EnerDel
- Company type: Private
- Traded as: Formerly Nasdaq: HEV
- Founded: 2004
- Defunct: 2022
- Fate: Bankruptcy and acquired
- Headquarters: Greenfield , United States
- Products: Lithium-ion powered battery solutions
- Owner: Paul Herbert
- Number of employees: 80 (2017)
- Parent: Ener1 Inc
- Website: www.enerdel.com ^{[dead link]}

= Enerdel =

United States energy storage device company

Enerdel was an American company that developed energy storage technology based on building compact lithium-ion-powered batteries for the transportation, utility grid and industrial electronics markets.

The company was headquartered in Greenfield, Indianapolis, Indiana, and had manufacturing locations in the United States and Korea.

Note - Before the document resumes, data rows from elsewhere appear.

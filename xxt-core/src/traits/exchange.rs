//! Gather-scatter interface
//!
//! A gather-scatter handle is built from a process's `local2global` map and
//! combines, for every global id, the values held by all processes of a
//! sub-cube that reference that id. Each participant receives the combined
//! value in every local slot mapped to the id.

use super::comm::{Hypercube, ReduceOp, SubCube};
use crate::Result;

/// Reduce-by-shared-global-id over a sub-cube
pub trait GatherScatter {
    /// Number of local entries the handle was built for
    fn len(&self) -> usize;

    /// Whether the handle covers no local entries
    fn is_empty(&self) -> bool {
        self.len() == 0
    }

    /// Combine `vals` across every process of `cube` sharing a global id
    fn gop<C: Hypercube>(&self, comm: &C, vals: &mut [f64], op: ReduceOp, cube: SubCube)
        -> Result<()>;

    /// Sum shared entries over `cube`
    fn sum<C: Hypercube>(&self, comm: &C, vals: &mut [f64], cube: SubCube) -> Result<()> {
        self.gop(comm, vals, ReduceOp::Sum, cube)
    }
}
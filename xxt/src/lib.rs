//! XXT - Parallel recursive-substructuring direct solver
//!
//! Factors a symmetric positive-definite operator, distributed row-wise over
//! a power-of-two set of processes, as `A⁻¹ = X·Xᵗ` and applies that factor
//! to any number of right-hand sides.
//!
//! ## Architecture
//!
//! - **xxt-core**: collaborator traits, data layouts and validation (no threads, no I/O)
//! - **xxt**: separator ordering, factor generation, solves, handles and an
//!   in-process thread cluster that stands in for a message-passing runtime
//!
//! ## Quick Start
//!
//! ```rust,no_run
//! use xxt::gallery::{block_owner, GlobalMatrix};
//! use xxt::{HandleRegistry, Hypercube, ThreadCluster};
//!
//! fn example() -> xxt::Result<()> {
//!     let matrix = GlobalMatrix::laplacian_1d(64);
//!     let owner = block_owner(64, 4);
//!
//!     let solutions = ThreadCluster::new(4).run(|comm| {
//!         let problem = matrix.distribute(&owner, comm.rank());
//!         let registry = HandleRegistry::new();
//!         let mut solver = registry.create(comm);
//!         let m = problem.m();
//!         solver.factor(&problem.local2global, problem.n, m, problem.matrix)?;
//!
//!         let mut x = vec![1.0; problem.n];
//!         solver.solve_in_place(&mut x)?;
//!         Ok::<_, xxt::XxtError>(x)
//!     })?;
//!
//!     for piece in solutions {
//!         println!("{:?}", piece?);
//!     }
//!     Ok(())
//! }
//! ```
//!
//! ## Features
//!
//! - **Nested separators**: dofs are ordered top-down by recursive bisection of the hypercube
//! - **Sparse factor**: each column of X is stored as its contiguous non-zero window
//! - **Scoped collectives**: every reduction names the sub-cube it runs over
//! - **Statistics**: sizes and solve times summarised across processes

// Re-export core abstractions
pub use xxt_core::{
    // Collaborator traits
    GatherScatter, Hypercube, MatrixAction, ReduceOp, SubCube,
    // Layouts
    FactorStore, SeparatorInfo, Side,
    // Error handling
    ErrorCategory, Result, XxtError,
    // Validation utilities
    is_power_of_two, log2_exact,
};

// Implementation modules
pub mod binding;
pub mod cluster;
pub mod config;
pub mod factor;
pub mod gallery;
pub mod gather_scatter;
pub mod handle;
pub mod registry;
pub mod separators;
pub mod solve;
pub mod stats;

// Public exports
pub use binding::MatvecBinding;
pub use cluster::{SelfComm, ThreadCluster, ThreadComm};
pub use config::{FactorConfig, DEFAULT_PIVOT_TOLERANCE};
pub use gather_scatter::GsHandle;
pub use handle::XxtSolver;
pub use registry::HandleRegistry;
pub use stats::{Summary, XxtStats};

Enerdel also develops commercial fuel cell products and nanotechnology-based materials.

The company had been listed on the Nasdaq through it parent holding company Ener1 until it filed for bankruptcy protection in 2012. The company was acquired by a private investor, Paul Herbert, through his company PLH Energy in 2022. Herbert had been a Director of EnerDel for a number of years prior to the acquisition and had been part of refocusing the business onto bespoke energy storage.

== History ==
Enerdel was founded in 2004 to focus on electrical batteries for heavy-duty transportation, and on and off-grid electrical storage.

Ener1 filed for Chapter 11 bankruptcy protection on January 26, 2012. It completed restructuring of its debt and emerged from bankruptcy on March 30, 2012.

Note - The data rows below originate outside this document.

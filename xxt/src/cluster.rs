//! In-process hypercube communicators
//!
//! `ThreadCluster` runs one closure per simulated process on a dedicated
//! rayon pool with exactly one thread per rank. Ranks talk over one channel
//! per ordered pair, so messages between two ranks arrive in the order they
//! were sent. A rank that returns drops its endpoints, and any peer still
//! waiting on it observes `PeerDisconnected` instead of blocking forever.

use std::sync::mpsc::{channel, Receiver, Sender};
use std::sync::Mutex;

use xxt_core::{Hypercube, Result, XxtError};

/// Communicator endpoint of one simulated process
#[derive(Debug)]
pub struct ThreadComm {
    rank: usize,
    size: usize,
    outbox: Vec<Sender<Vec<u8>>>,
    inbox: Vec<Receiver<Vec<u8>>>,
}

impl Hypercube for ThreadComm {
    fn rank(&self) -> usize {
        self.rank
    }

    fn size(&self) -> usize {
        self.size
    }

    fn exchange_bytes(&self, partner: usize, send: &[u8]) -> Result<Vec<u8>> {
        let disconnected = XxtError::PeerDisconnected { rank: partner };
        if partner == self.rank {
            return Err(disconnected);
        }
        let (outbox, inbox) = match (self.outbox.get(partner), self.inbox.get(partner)) {
            (Some(outbox), Some(inbox)) => (outbox, inbox),
            _ => return Err(disconnected),
        };

        outbox.send(send.to_vec()).map_err(|_| disconnected)?;
        inbox.recv().map_err(|_| disconnected)
    }
}

/// Communicator of a process running on its own
#[derive(Debug, Clone, Copy, Default, PartialEq, Eq)]
pub struct SelfComm;

impl Hypercube for SelfComm {
    fn rank(&self) -> usize {
        0
    }

    fn size(&self) -> usize {
        1
    }

    fn exchange_bytes(&self, partner: usize, _send: &[u8]) -> Result<Vec<u8>> {
        Err(XxtError::PeerDisconnected { rank: partner })
    }
}

/// A set of simulated processes, one thread each
#[derive(Debug, Clone, Copy, PartialEq, Eq)]
pub struct ThreadCluster {
    size: usize,
}

impl ThreadCluster {
    /// Cluster of `size` processes
    ///
    /// Any size is accepted so that callers can exercise the solver's own
    /// topology checks.
    pub fn new(size: usize) -> Self {
        Self { size }
    }

    /// Number of processes
    pub fn size(&self) -> usize {
        self.size
    }

    /// Fully connected set of endpoints, indexed by rank
    pub fn endpoints(&self) -> Vec<ThreadComm> {
        let size = self.size;
        let mut outboxes: Vec<Vec<Sender<Vec<u8>>>> = (0..size).map(|_| Vec::new()).collect();
        let mut inboxes: Vec<Vec<Option<Receiver<Vec<u8>>>>> =
            (0..size).map(|_| (0..size).map(|_| None).collect()).collect();

        for (src, outbox) in outboxes.iter_mut().enumerate() {
            for inbox in inboxes.iter_mut() {
                let (sender, receiver) = channel();
                outbox.push(sender);
                inbox[src] = Some(receiver);
            }
        }

        outboxes
            .into_iter()
            .zip(inboxes)
            .enumerate()
            .map(|(rank, (outbox, inbox))| ThreadComm {
                rank,
                size,
                outbox,
                inbox: inbox.into_iter().flatten().collect(),
            })
            .collect()
    }

    /// Run `f` once per rank, concurrently, and collect results by rank
    pub fn run<F, R>(&self, f: F) -> Result<Vec<R>>
    where
        F: Fn(ThreadComm) -> R + Sync,
        R: Send,
    {
        if self.size == 0 {
            return Ok(Vec::new());
        }

        let slots: Vec<Mutex<Option<ThreadComm>>> = self
            .endpoints()
            .into_iter()
            .map(|comm| Mutex::new(Some(comm)))
            .collect();

        let pool = rayon::ThreadPoolBuilder::new()
            .num_threads(self.size)
            .thread_name(|index| format!("xxt-rank-{index}"))
            .build()
            .map_err(|_| XxtError::ThreadPool)?;

        let results = pool.broadcast(|ctx| {
            let comm = slots
                .get(ctx.index())
                .and_then(|slot| slot.lock().ok())
                .and_then(|mut slot| slot.take());
            comm.map(&f)
        });

        log::debug!("cluster of {} ranks finished", self.size);
        results
            .into_iter()
            .collect::<Option<Vec<R>>>()
            .ok_or(XxtError::ThreadPool)
    }
}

Ener1 received a $118.5 million grant from the Department of Energy in 2010 via the American Recovery and Reinvestment Act of 2009. The company traded on the over the counter market under the symbol HEV. It was de-listed from the NASDAQ Stock Market on October 28, 2011 prior to its January 2012 bankruptcy filing.

The remains of the company was acquired by its former director Paul Herbert, through his company PLH Energy in 2022. In July 2023, Enerdel filed for Chapter 7 bankruptcy liquidation after laying off most of its staff.